Cerabino: War on Men overshadowing War on Christmas this year

I’m worried that the parade of men in entertainment, the media and politics who are being dragged into the public square as sexual transgressors will never end, and as a result, we will miss enjoying the annual rite of “The War on Christmas.”

This would be a shame. I look forward to “The War on Christmas” every year, which usually metastasizes around the gasbaggery of sanctimonious culture warrior Bill O’Reilly.

But this year, O’Reilly is missing from Fox News after achieving charter-member status in the Creepy Guy Club of 2017. This has left the duty of waging this imaginary war to President Donald Trump, who seemed eager to fill the void by beginning this year’s campaign preposterously early — during the first week in July.

“I remind you that we’re going to start staying ‘Merry Christmas’ again,” the president said during a speech a few days before Independence Day.

But it has become just another one of those ridiculous statements made even more ludicrous by the White House invitations to the media for this year’s annual party.

“The President and Mrs. Trump request the pleasure of your company at a Holiday Reception to be held at The White House on Friday, December 1, 2017 at two o’clock,” the invitation says.

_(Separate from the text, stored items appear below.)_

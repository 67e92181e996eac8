//! Metrics for the worker pool.

use std::time::Instant;

use opentelemetry::{
    metrics::{Counter, Histogram},
    KeyValue,
};

#[derive(Clone)]
pub struct DispatcherMetrics {
    /// Jobs handed to an idle worker.
    pub jobs_dispatched: Counter<u64>,

    /// Jobs whose run returned an error or panicked.
    pub jobs_failed: Counter<u64>,

    pub job_duration: Histogram<f64>,
}

impl DispatcherMetrics {
    pub fn new() -> Self {
        let meter = opentelemetry::global::meter("transfer-gateway-worker");

        let jobs_dispatched = meter
            .u64_counter("worker_jobs_dispatched_total")
            .with_description("Total number of jobs handed to a worker")
            .build();

        let jobs_failed = meter
            .u64_counter("worker_jobs_failed_total")
            .with_description("Total number of jobs that failed or panicked")
            .build();

        let job_duration = meter
            .f64_histogram("worker_job_duration_seconds")
            .with_description("Time spent running a single job in seconds")
            .build();

        Self {
            jobs_dispatched,
            jobs_failed,
            job_duration,
        }
    }
}

impl Default for DispatcherMetrics {
    fn default() -> Self {
        Self::new()
    }
}

/// Records the elapsed time into a histogram when dropped.
pub struct Timer {
    start: Instant,
    histogram: Histogram<f64>,
    labels: Vec<KeyValue>,
}

impl Timer {
    pub fn start(histogram: &Histogram<f64>) -> Self {
        Self::start_with_labels(histogram, &[])
    }

    pub fn start_with_labels(histogram: &Histogram<f64>, labels: &[KeyValue]) -> Self {
        Self {
            start: Instant::now(),
            histogram: histogram.clone(),
            labels: labels.to_vec(),
        }
    }
}

impl Drop for Timer {
    fn drop(&mut self) {
        let duration = self.start.elapsed().as_secs_f64();
        self.histogram.record(duration, &self.labels);
    }
}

Holiday reception? I thought the word “holiday” was the enemy. If Jews, Muslims, Hindus, and people of other religions — or no religion at all — aren’t forced to say and be told “Christmas,” what’s the point of the war?

Oh well, I can’t blame Trump too much for forgetting to remain in character. After all, he’s got Creepy Guy Club problems of his own, not to mention a slew of possibly impeachable entanglements with Russia to dodge.

Luckily for us, we still have Starbucks.

Where would the War on Christmas be without the manufactured dismay over the coffee shop’s festive new cups it unveils every year at this time?

Two years ago, Starbucks had a plain red cup, rather than one that read “Merry Christmas.”

That triggered talks of boycotts from War on Christmas warriors, even though O’Reilly gave the red cups a pass.

“Red is one of the colors of Christmas,” O’Reilly said at the time. “Santa’s outfit is red. Rudolph’s nose is red. The cup’s OK with me.”

But we can’t let Starbucks cups distract us from the mission, O’Reilly continued.

“This kind of stuff diminishes the real problem, when certain companies order their employees not to say the word ‘Christmas,’” O’Reilly said. “That’s what the war is all about.”

Then last year, Starbucks came up with 13 different designs, each drawn by a different woman artist, including six foreign women. The red-and-white cups featured generic holiday designs, such as snowflakes, candy canes and reindeer.

“During a divisive time in our country, Starbucks wanted to create a symbol of unity as a reminder of our shared values, and the need to be good to each other,” company Chairman Howard Schultz said about that cup.

It was as if the company had expected Hillary Clinton was going to be the new president, and by picking all women artists with an international twist, it was celebrating feminism and multiculturalism.

But what America got instead was Trump and travel bans.

So this year, Starbucks seemed to go out of its way not to be offensive, once again coming up with a cup with a lot of red and a design showing traditional holiday images such a snow, wrapped gifts and two disembodied arms holding hands.

Holding hands? Wait a second. Those hands both look kind of feminine. Sound the alarm.

“Starbucks continues so-called ‘War on Christmas’ with lesbian positive ad,” the Newsweek headline reads.

The cups were introduced with a short online video that briefly showed what appeared to be two cartoon women holding each other’s hands over a cup of coffee. That image combined with the hand-holding on the cup led some people to imagine that Starbucks was now waging a subtle Gay War on Christmas.

“People are saying Starbucks new holiday cup is totally gay,” the headline on a Buzz Feed News story read.

But are we paying attention? No. We’re too distracted this year.

Men in high places are being felled like trees. How can we get into a lather over what’s on a Starbucks cup when gentle souls like Garrison Keillor are ending up on the naughty list?

Maybe next year, when women are in charge of everything, things will be under control enough to conduct a proper War on Christmas.